Il enlève le bandeau. Je cligne des yeux, éblouie par les bougies. Il est au-dessus de moi, magnifique, son sexe dur qui frôle ma cuisse.

-- Regarde.

Il se redresse, prend un objet sur la table de nuit. Un godemiché, noir, lisse, d'une taille impressionnante.

-- Tu as déjà utilisé ça ?

-- Non. Jamais.

-- Tu veux essayer ?

Je regarde l'objet, la taille, et j'ai peur. Mais j'ai envie. Plus que peur.

-- Oui.

Il sourit. Il met un préservatif dessus, applique du gel, beaucoup. Puis il me le montre.

-- Tourne-toi. À quatre pattes.

Je me retourne, offre mes fesses, la tête dans l'oreiller. Je sens ses doigts qui m'écartent, qui appliquent du gel, qui préparent. Puis le contact du silicone, froid, contre mon entrée.

-- Respire. Pousse doucement.

Il entre. Lentement, centimètre par centimètre. La sensation est étrange, différente de lui, plus dure, plus impersonnelle. Mais quand il arrive au fond, quand il est complètement en moi, je gémis de plaisir.

Il bouge, doucement d'abord, puis plus vite. L'objet va et vient, remplit, ouvre. Une main tient ma hanche, l'autre joue avec mon clitoris. La double stimulation est foudroyante.

-- Je vais jouir, je vais jouir...

-- Pas encore.

Il retire l'objet d'un coup. Je crie de frustration. Il me retourne, s'allonge, me tend l'objet.

-- À ton tour. Sur moi.

Je le regarde, interloquée. Lui, prendre ça ? Lui, le dominant ?

-- Tu as dit que tu ferais tout. Alors fais.

Je prends l'objet, enduit de gel, hésite. Il écarte les jambes, m'offre son corps.

-- Doucement.

Je guide l'objet vers lui, vers cet endroit que je n'avais jamais imaginé toucher. Il entre, lentement, je vois son visage se tendre, ses mâchoires se serrer.

-- Continue.

Je bouge, doucement, le regardant. Ses yeux sont fermés, sa bouche entrouverte. Il gémit, et ce son, ce son de lui vulnérable, de lui offert, me bouleverse. Je continue, accélère, le regarde perdre le contrôle.

-- Arrête. Maintenant. Viens ici.

Je laisse l'objet, je monte sur lui, je l'enfonce en moi, mon sexe contre le sien, je le chevauche, furieusement. Il me prend par les hanches, me guide, me pilonne de bas en haut.

-- Jouis, Camille. Jouis maintenant.

L'orgasme explose, violent, incontrôlable. Je crie, je me vide, je m'effondre sur lui. Il jouit en même temps, un râle profond, son corps qui se tend.
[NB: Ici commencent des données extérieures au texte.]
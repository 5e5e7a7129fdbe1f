// SPDX-License-Identifier: GPL-3.0-or-later

//! Scratch files for the scenarios which hand a script to the launcher.
//!
//! The launcher compiles a script into a class named after the file, so the
//! file name has to be a valid class name. Every file is owned by a
//! `NamedTempFile`, which removes it when the scenario returns, whether it
//! passed or not.

use super::ScenarioError;
use crate::config::RunConfig;
use crate::platform::Platform;
use std::io;
use std::path::Path;
use tempfile::{Builder, NamedTempFile};

/// Not allowed in a class name, but a temporary file name may contain it.
pub const INCOMPATIBLE_CHARACTER: char = '-';
pub const MAX_ATTEMPTS: usize = 100;
const SCRIPT_PREFIX: &str = "tmp";
const WIN32_SCRIPT_NAME: &str = "flobadob";

/// A temporary file whose name the launcher accepts as a script name.
pub fn compatible_temporary_file() -> Result<NamedTempFile, ScenarioError> {
    retry_until_compatible(|| Builder::new().prefix(SCRIPT_PREFIX).tempfile())
}

/// The file the script launching scenario writes to.
///
/// Temporary directory names confuse the launcher on win32, the script goes
/// into the working directory there, under a fixed name.
pub fn script_file(config: &RunConfig) -> Result<NamedTempFile, ScenarioError> {
    match config.platform {
        Platform::Win32 => Ok(Builder::new()
            .prefix(WIN32_SCRIPT_NAME)
            .rand_bytes(0)
            .tempfile_in(&config.working_directory)?),
        _ => compatible_temporary_file(),
    }
}

/// Generate candidates until one has a file name without the incompatible character.
///
/// Rejected candidates are dropped right away. Gives up after `MAX_ATTEMPTS`.
pub fn retry_until_compatible<T, F>(mut generate: F) -> Result<T, ScenarioError>
where
    T: AsRef<Path>,
    F: FnMut() -> io::Result<T>,
{
    for _ in 0..MAX_ATTEMPTS {
        let candidate = generate()?;
        if is_compatible(candidate.as_ref()) {
            return Ok(candidate);
        }
        log::debug!("Discarding incompatible name: {}", candidate.as_ref().display());
    }
    Err(ScenarioError::environment(format!(
        "could not create a temporary file name without '{INCOMPATIBLE_CHARACTER}' in {MAX_ATTEMPTS} attempts"
    )))
}

fn is_compatible(path: &Path) -> bool {
    path.file_name()
        .map(|name| !name.to_string_lossy().contains(INCOMPATIBLE_CHARACTER))
        .unwrap_or(false)
}
// SPDX-License-Identifier: GPL-3.0-or-later

//! Test fixtures and infrastructure for the harness integration tests

pub mod constants;
pub mod infrastructure;

// Re-export commonly used items for convenience
// These are marked as allow unused since some modules may not use all items
#[allow(unused_imports)]
pub use constants::*;
#[allow(unused_imports)]
pub use infrastructure::*;
// SPDX-License-Identifier: GPL-3.0-or-later

//! Test infrastructure for the harness integration tests
//!
//! This module provides utilities for setting up test environments, creating
//! fake launchers and running the harness.
//!
//! # Verbose Output Support
//!
//! Set `HARNESS_TEST_VERBOSE=1` environment variable to show the harness
//! output when a test fails (panics). Set `HARNESS_TEST_PRESERVE_FAILURES=1`
//! to keep the test directory of a failed test.

use super::constants::*;
use anyhow::{Context, Result};
use assert_cmd::Command;
use std::fs;
use std::path::{Path, PathBuf};
use std::process::{Child, Output, Stdio};

/// A fake groovy launcher, it answers the harness' invocations the way the
/// real launcher does on a healthy installation.
#[allow(dead_code)]
pub const HEALTHY_GROOVY: &str = r#"
case "$1" in
  -v) echo "Groovy Version: 1.8.0 JVM: 1.6.0_20" ;;
  -Xmx300m) echo 286326784 ;;
  -server) echo "Java HotSpot(TM) Server VM" ;;
  -e)
    case "$2" in
      *System.exit*) exit 123 ;;
      *) echo "Java HotSpot(TM) Client VM" ;;
    esac
    ;;
  *) echo "hello $2" ;;
esac
"#;

/// Test environment for the harness integration tests
///
/// Manages temporary directories, file setup, and cleanup with
/// debugging preservation on test failure.
#[derive(Debug)]
pub struct TestEnvironment {
    temp_dir: tempfile::TempDir,
    test_name: String,
    preserve_on_failure: bool,
    verbose: bool,
    last_output: std::cell::RefCell<Option<HarnessOutput>>,
}

impl TestEnvironment {
    /// Create a new test environment
    pub fn new(test_name: &str) -> Result<Self> {
        let temp_dir = tempfile::TempDir::new()
            .with_context(|| format!("Failed to create temp dir for test: {}", test_name))?;

        let preserve_on_failure = std::env::var("HARNESS_TEST_PRESERVE_FAILURES")
            .map(|v| v == "1" || v.to_lowercase() == "true")
            .unwrap_or(false);

        let verbose = std::env::var("HARNESS_TEST_VERBOSE")
            .map(|v| v == "1" || v.to_lowercase() == "true")
            .unwrap_or(false);

        Ok(Self {
            temp_dir,
            test_name: test_name.to_string(),
            preserve_on_failure,
            verbose,
            last_output: std::cell::RefCell::new(None),
        })
    }

    /// Get the temporary directory path
    pub fn temp_dir(&self) -> &Path {
        self.temp_dir.path()
    }

    /// Create files in the test directory
    pub fn create_files(&self, files: &[(&str, &str)]) -> Result<()> {
        for (path, content) in files {
            let file_path = self.temp_dir().join(path);
            if let Some(parent) = file_path.parent() {
                fs::create_dir_all(parent)
                    .with_context(|| format!("Failed to create directory: {:?}", parent))?;
            }
            fs::write(&file_path, content).with_context(|| format!("Failed to write file: {}", path))?;
        }
        Ok(())
    }

    /// Create an executable script in the test directory
    #[allow(dead_code)]
    pub fn create_executable(&self, name: &str, content: &str) -> Result<PathBuf> {
        let script_path = self.temp_dir().join(name);
        if let Some(parent) = script_path.parent() {
            fs::create_dir_all(parent)?;
        }
        fs::write(&script_path, content)?;

        // Make executable on Unix systems
        #[cfg(unix)]
        {
            use std::os::unix::fs::PermissionsExt;
            let mut perms = fs::metadata(&script_path)?.permissions();
            perms.set_mode(0o755);
            fs::set_permissions(&script_path, perms)?;
        }

        Ok(script_path)
    }

    /// Create a fake launcher as a shell script
    #[allow(dead_code)]
    #[cfg(has_executable_shell)]
    pub fn create_launcher(&self, name: &str, commands: &str) -> Result<PathBuf> {
        let content = format!("#!{}\n{}", SHELL_PATH, commands);
        self.create_executable(name, &content)
    }

    /// Create a runtime installation whose tools report the harness' word size
    ///
    /// `javac` succeeds without compiling anything, `java` prints the pointer
    /// width of the current build.
    #[allow(dead_code)]
    #[cfg(has_executable_shell)]
    pub fn create_java_home(&self, name: &str) -> Result<PathBuf> {
        self.create_launcher(&format!("{name}/bin/javac"), "exit 0\n")?;
        self.create_launcher(&format!("{name}/bin/java"), &format!("echo {}\n", usize::BITS))?;
        Ok(self.temp_dir().join(name))
    }

    /// Create a configuration file (YAML format)
    #[allow(dead_code)]
    pub fn create_config(&self, config_yaml: &str) -> Result<PathBuf> {
        let config_path = self.temp_dir().join("harness.yml");
        fs::write(&config_path, config_yaml)?;
        Ok(config_path)
    }

    /// Compile a shared library from a C source in the test directory
    #[allow(dead_code)]
    #[cfg(has_executable_compiler_c)]
    pub fn compile_shared_library(&self, output_name: &str, source: &str) -> Result<PathBuf> {
        let mut cmd = std::process::Command::new(COMPILER_C_PATH);
        cmd.current_dir(self.temp_dir()).args(["-shared", "-fPIC", "-o", output_name, source]);

        let output =
            cmd.output().with_context(|| format!("Failed to run C compiler: {}", COMPILER_C_PATH))?;

        if !output.status.success() {
            anyhow::bail!(
                "C compiler failed with exit code {:?}:\nstdout: {}\nstderr: {}",
                output.status.code(),
                String::from_utf8_lossy(&output.stdout),
                String::from_utf8_lossy(&output.stderr)
            );
        }
        Ok(self.temp_dir().join(output_name))
    }

    /// Run the harness with the given arguments
    pub fn run_harness(&self, args: &[&str]) -> Result<HarnessOutput> {
        self.run_harness_with_env(args, &[])
    }

    /// Run the harness with the given arguments and extra environment variables
    pub fn run_harness_with_env(&self, args: &[&str], envs: &[(&str, &Path)]) -> Result<HarnessOutput> {
        let mut cmd = Command::new(HARNESS_EXECUTABLE_PATH);
        cmd.current_dir(self.temp_dir())
            .env("RUST_LOG", "debug")
            .env("RUST_BACKTRACE", "1")
            .envs(envs.iter().copied())
            .args(args);

        let output = cmd.output()?;

        let harness_output = HarnessOutput { output };

        // Store the output for potential later display
        *self.last_output.borrow_mut() = Some(harness_output.clone());

        Ok(harness_output)
    }

    /// Start the harness without waiting for it, the output is piped
    #[allow(dead_code)]
    pub fn spawn_harness(&self, args: &[&str]) -> Result<Child> {
        std::process::Command::new(HARNESS_EXECUTABLE_PATH)
            .current_dir(self.temp_dir())
            .env("RUST_LOG", "debug")
            .args(args)
            .stdout(Stdio::piped())
            .stderr(Stdio::piped())
            .spawn()
            .with_context(|| format!("Failed to start the harness: {HARNESS_EXECUTABLE_PATH}"))
    }

    /// Wait for the harness started by [`Self::spawn_harness`]
    #[allow(dead_code)]
    pub fn wait_harness(&self, child: Child) -> Result<HarnessOutput> {
        let output = child.wait_with_output()?;
        let harness_output = HarnessOutput { output };
        *self.last_output.borrow_mut() = Some(harness_output.clone());
        Ok(harness_output)
    }

    /// Wait until the file exists in the test directory
    #[allow(dead_code)]
    pub fn wait_for_file(&self, path: &str, timeout: std::time::Duration) -> Result<()> {
        let file_path = self.temp_dir().join(path);
        let started = std::time::Instant::now();
        while !file_path.exists() {
            if started.elapsed() > timeout {
                anyhow::bail!("File did not appear within {:?}: {}", timeout, path);
            }
            std::thread::sleep(std::time::Duration::from_millis(50));
        }
        Ok(())
    }

    /// Run the harness and expect success
    #[allow(dead_code)]
    pub fn run_harness_success(&self, args: &[&str]) -> Result<HarnessOutput> {
        let result = self.run_harness(args)?;
        result.assert_success()?;
        Ok(result)
    }

    /// Run the harness with extra environment variables and expect success
    #[allow(dead_code)]
    pub fn run_harness_success_with_env(&self, args: &[&str], envs: &[(&str, &Path)]) -> Result<HarnessOutput> {
        let result = self.run_harness_with_env(args, envs)?;
        result.assert_success()?;
        Ok(result)
    }

    /// Run the harness and expect failure
    #[allow(dead_code)]
    pub fn run_harness_failure(&self, args: &[&str]) -> Result<HarnessOutput> {
        let result = self.run_harness(args)?;
        result.assert_failure()?;
        Ok(result)
    }

    /// Read file content from test directory
    #[allow(dead_code)]
    pub fn read_file(&self, path: &str) -> Result<String> {
        let file_path = self.temp_dir().join(path);
        fs::read_to_string(&file_path).with_context(|| format!("Failed to read file: {}", path))
    }

    /// Show the last harness output for debugging
    pub fn show_last_output(&self) {
        if let Some(ref output) = *self.last_output.borrow() {
            output.show_verbose_output();
        } else {
            eprintln!("No harness output available to show");
        }
    }

    /// Preserve test directory for debugging if test fails
    fn preserve_on_panic(&self) {
        if self.preserve_on_failure && std::thread::panicking() {
            let preserve_dir =
                std::env::temp_dir().join(format!("harness-test-{}-{}", self.test_name, std::process::id()));

            if let Err(e) = fs::rename(self.temp_dir(), &preserve_dir) {
                eprintln!("Failed to preserve test directory: {}", e);
            } else {
                eprintln!("Test failed. Directory preserved at: {}", preserve_dir.display());
            }
        }

        if self.verbose && std::thread::panicking() {
            eprintln!("\n=== Harness Verbose Output (Test: {}) ===", self.test_name);
            self.show_last_output();
            eprintln!("=== End Harness Output ===\n");
        }
    }
}

impl Drop for TestEnvironment {
    fn drop(&mut self) {
        self.preserve_on_panic();
    }
}

/// Harness command output wrapper
#[derive(Debug, Clone)]
pub struct HarnessOutput {
    output: Output,
}

impl HarnessOutput {
    /// Show verbose output for debugging
    pub fn show_verbose_output(&self) {
        for (name, content) in [("stdout", &self.output.stdout), ("stderr", &self.output.stderr)] {
            let content = String::from_utf8_lossy(content);
            eprintln!("Harness {}:", name);
            if content.is_empty() {
                eprintln!("  (empty)");
            }
            for line in content.lines() {
                eprintln!("  {}", line);
            }
        }
        eprintln!("Harness exit code: {:?}", self.output.status.code());
    }

    /// Assert that the harness succeeded
    pub fn assert_success(&self) -> Result<()> {
        if !self.output.status.success() {
            anyhow::bail!(
                "Harness failed with exit code: {:?}\nstdout: {}\nstderr: {}",
                self.output.status.code(),
                self.stdout(),
                self.stderr()
            );
        }
        Ok(())
    }

    /// Assert that the harness failed
    pub fn assert_failure(&self) -> Result<()> {
        if self.output.status.success() {
            anyhow::bail!("Expected the harness to fail, but it succeeded\nstderr: {}", self.stderr());
        }
        Ok(())
    }

    /// Get stdout as string
    #[allow(dead_code)]
    pub fn stdout(&self) -> String {
        String::from_utf8_lossy(&self.output.stdout).to_string()
    }

    /// Get stderr as string
    #[allow(dead_code)]
    pub fn stderr(&self) -> String {
        String::from_utf8_lossy(&self.output.stderr).to_string()
    }

    /// Get exit code
    #[allow(dead_code)]
    pub fn exit_code(&self) -> Option<i32> {
        self.output.status.code()
    }
}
Longtemps après, blottie contre lui, je murmure :

-- Qu'est-ce qu'on devient ?

-- On devient nous, Camille. Rien que nous.

-- Et la thérapie ?

-- La thérapie, c'est fini. Maintenant, c'est autre chose.

Je n'ose pas demander quoi. J'ai peur de la réponse. Alors je reste blottie, je compte ses battements de cœur, j'essaie de ne pas penser à demain.